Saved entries
####
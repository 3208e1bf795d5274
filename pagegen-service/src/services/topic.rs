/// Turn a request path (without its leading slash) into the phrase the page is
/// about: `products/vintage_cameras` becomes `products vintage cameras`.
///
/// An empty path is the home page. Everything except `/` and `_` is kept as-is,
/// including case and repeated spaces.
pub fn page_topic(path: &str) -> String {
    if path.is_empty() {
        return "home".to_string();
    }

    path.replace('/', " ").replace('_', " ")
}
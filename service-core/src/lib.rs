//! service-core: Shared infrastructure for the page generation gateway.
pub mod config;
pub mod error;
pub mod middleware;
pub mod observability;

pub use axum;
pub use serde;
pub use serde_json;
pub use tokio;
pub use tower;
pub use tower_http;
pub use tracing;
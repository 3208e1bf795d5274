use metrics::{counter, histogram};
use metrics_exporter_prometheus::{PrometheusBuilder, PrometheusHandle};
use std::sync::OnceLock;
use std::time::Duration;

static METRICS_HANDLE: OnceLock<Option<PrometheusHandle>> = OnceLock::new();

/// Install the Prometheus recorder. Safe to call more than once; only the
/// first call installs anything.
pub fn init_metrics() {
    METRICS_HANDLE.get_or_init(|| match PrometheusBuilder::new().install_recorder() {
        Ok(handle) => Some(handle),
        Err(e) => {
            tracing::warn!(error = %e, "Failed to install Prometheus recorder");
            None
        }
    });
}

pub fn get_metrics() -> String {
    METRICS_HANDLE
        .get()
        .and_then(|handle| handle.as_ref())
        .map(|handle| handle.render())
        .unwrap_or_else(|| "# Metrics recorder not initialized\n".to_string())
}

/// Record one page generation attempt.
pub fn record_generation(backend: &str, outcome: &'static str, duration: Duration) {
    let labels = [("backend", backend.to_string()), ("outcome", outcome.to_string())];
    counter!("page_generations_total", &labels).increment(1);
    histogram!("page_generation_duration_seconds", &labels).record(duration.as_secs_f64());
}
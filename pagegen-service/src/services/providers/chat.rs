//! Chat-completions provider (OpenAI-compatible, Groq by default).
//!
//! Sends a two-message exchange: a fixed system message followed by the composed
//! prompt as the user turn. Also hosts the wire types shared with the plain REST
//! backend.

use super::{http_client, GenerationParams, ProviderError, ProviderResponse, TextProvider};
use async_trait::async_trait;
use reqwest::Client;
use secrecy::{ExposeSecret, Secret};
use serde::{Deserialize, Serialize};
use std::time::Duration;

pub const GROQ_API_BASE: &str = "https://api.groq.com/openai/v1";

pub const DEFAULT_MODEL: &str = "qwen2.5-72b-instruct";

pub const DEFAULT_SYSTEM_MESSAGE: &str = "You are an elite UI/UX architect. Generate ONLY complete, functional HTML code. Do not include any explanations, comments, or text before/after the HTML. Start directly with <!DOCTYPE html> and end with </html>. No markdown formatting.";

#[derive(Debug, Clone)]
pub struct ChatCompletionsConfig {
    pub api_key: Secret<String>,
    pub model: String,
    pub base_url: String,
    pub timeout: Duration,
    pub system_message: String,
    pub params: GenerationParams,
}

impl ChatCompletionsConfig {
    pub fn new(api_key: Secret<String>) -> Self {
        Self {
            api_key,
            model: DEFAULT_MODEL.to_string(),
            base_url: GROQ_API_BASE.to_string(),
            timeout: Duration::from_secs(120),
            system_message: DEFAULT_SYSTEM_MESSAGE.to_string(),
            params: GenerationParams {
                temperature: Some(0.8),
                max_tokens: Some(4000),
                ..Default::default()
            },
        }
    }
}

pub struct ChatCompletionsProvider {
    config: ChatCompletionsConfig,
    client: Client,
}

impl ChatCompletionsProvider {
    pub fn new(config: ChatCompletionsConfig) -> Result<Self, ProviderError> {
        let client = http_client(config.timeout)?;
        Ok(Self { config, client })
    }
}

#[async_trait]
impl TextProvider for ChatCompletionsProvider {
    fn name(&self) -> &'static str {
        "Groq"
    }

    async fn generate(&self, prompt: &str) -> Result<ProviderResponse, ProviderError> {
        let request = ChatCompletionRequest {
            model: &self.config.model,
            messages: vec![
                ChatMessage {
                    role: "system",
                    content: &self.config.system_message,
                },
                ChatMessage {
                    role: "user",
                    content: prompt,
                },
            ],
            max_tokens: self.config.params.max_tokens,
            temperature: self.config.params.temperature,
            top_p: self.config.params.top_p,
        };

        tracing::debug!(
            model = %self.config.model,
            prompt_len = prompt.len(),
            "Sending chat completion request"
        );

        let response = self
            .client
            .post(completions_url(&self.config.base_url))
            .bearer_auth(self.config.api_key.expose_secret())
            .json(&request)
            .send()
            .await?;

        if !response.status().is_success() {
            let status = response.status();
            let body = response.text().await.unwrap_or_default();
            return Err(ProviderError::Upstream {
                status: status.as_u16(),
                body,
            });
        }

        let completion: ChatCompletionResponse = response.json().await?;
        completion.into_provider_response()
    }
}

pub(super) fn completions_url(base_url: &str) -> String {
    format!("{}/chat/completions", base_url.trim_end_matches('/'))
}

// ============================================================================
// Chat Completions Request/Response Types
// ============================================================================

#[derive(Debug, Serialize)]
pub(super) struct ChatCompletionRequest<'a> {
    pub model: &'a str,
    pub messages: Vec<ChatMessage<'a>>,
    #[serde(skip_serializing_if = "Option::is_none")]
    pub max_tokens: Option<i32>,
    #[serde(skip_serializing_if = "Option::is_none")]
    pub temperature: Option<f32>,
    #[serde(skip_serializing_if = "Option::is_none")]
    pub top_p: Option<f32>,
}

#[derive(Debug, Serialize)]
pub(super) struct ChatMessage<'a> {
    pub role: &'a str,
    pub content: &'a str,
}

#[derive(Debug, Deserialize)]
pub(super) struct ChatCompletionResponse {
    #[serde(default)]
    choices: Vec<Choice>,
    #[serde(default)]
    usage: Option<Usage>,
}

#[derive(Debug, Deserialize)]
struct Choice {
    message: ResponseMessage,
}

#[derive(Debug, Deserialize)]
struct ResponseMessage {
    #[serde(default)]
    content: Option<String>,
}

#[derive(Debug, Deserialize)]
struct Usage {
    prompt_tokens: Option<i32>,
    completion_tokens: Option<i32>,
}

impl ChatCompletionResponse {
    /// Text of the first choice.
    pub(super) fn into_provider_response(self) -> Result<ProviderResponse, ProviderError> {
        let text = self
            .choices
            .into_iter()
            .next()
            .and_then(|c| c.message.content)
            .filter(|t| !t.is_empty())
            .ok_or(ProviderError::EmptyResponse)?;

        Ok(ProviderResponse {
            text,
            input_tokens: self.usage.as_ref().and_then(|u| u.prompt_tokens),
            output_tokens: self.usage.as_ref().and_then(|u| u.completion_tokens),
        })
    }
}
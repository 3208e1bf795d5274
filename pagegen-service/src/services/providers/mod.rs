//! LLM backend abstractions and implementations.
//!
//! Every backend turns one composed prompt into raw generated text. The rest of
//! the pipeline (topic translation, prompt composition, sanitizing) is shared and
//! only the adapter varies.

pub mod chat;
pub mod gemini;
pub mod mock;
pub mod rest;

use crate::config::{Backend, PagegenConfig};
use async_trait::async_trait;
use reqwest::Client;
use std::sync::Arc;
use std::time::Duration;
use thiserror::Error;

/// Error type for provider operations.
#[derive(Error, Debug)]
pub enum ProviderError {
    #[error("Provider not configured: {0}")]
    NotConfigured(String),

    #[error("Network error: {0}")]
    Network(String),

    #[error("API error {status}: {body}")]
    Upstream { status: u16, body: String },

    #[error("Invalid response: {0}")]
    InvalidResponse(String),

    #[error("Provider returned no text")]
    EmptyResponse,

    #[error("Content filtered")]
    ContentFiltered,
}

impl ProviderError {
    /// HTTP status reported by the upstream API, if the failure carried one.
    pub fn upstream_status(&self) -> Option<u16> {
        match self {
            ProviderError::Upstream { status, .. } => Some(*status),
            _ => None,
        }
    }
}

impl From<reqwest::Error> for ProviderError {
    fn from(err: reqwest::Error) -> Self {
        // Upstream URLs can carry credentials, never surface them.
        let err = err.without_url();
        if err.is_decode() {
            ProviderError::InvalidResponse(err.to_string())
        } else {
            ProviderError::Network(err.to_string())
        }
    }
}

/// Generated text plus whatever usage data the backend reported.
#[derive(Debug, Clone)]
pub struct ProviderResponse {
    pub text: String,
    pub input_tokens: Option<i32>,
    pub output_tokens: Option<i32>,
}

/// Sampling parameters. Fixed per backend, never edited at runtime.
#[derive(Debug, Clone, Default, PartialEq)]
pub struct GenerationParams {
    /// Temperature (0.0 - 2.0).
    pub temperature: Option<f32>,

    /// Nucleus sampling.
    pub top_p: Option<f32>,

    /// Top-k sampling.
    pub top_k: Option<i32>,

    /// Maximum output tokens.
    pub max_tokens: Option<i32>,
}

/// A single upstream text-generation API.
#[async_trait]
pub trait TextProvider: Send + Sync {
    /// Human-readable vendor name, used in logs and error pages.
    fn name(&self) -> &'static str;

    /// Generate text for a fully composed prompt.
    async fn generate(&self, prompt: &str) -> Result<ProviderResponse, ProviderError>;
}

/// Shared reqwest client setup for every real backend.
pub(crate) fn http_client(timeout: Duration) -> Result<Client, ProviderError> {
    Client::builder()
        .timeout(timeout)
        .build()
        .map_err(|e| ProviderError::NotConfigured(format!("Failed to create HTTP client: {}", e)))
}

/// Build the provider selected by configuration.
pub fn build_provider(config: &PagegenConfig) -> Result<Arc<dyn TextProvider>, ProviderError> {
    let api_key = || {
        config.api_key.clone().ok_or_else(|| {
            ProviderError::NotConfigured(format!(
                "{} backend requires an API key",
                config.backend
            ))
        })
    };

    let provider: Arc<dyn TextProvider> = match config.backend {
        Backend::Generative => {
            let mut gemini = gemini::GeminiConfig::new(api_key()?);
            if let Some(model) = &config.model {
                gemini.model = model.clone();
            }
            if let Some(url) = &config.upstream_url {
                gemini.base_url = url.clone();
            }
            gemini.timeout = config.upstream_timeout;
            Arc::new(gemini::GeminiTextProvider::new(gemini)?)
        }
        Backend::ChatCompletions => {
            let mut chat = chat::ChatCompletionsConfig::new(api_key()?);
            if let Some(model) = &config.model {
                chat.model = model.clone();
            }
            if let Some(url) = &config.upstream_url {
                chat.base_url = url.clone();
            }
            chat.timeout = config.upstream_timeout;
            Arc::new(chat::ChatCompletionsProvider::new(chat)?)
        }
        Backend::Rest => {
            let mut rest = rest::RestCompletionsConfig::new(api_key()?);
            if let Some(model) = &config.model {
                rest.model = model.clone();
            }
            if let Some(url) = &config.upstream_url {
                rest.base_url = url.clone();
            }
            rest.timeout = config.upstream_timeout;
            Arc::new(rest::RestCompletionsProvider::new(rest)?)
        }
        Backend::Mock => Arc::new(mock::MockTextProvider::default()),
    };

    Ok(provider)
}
####
- **The task**
Taking the entries above, restate exactly those lines that fall between the line with "#[derive(Debug, Clone, Default, PartialEq)]" and the line with "fn name(&self) -> &'static str;", keeping both of those lines too.

- **Solution below**
#[derive(Debug, Clone, Default, PartialEq)]
pub struct GenerationParams {
    /// Temperature (0.0 - 2.0).
    pub temperature: Option<f32>,

    /// Nucleus sampling.
    pub top_p: Option<f32>,

    /// Top-k sampling.
    pub top_k: Option<i32>,

    /// Maximum output tokens.
    pub max_tokens: Option<i32>,
}

/// A single upstream text-generation API.
#[async_trait]
pub trait TextProvider: Send + Sync {
    /// Human-readable vendor name, used in logs and error pages.
    fn name(&self) -> &'static str;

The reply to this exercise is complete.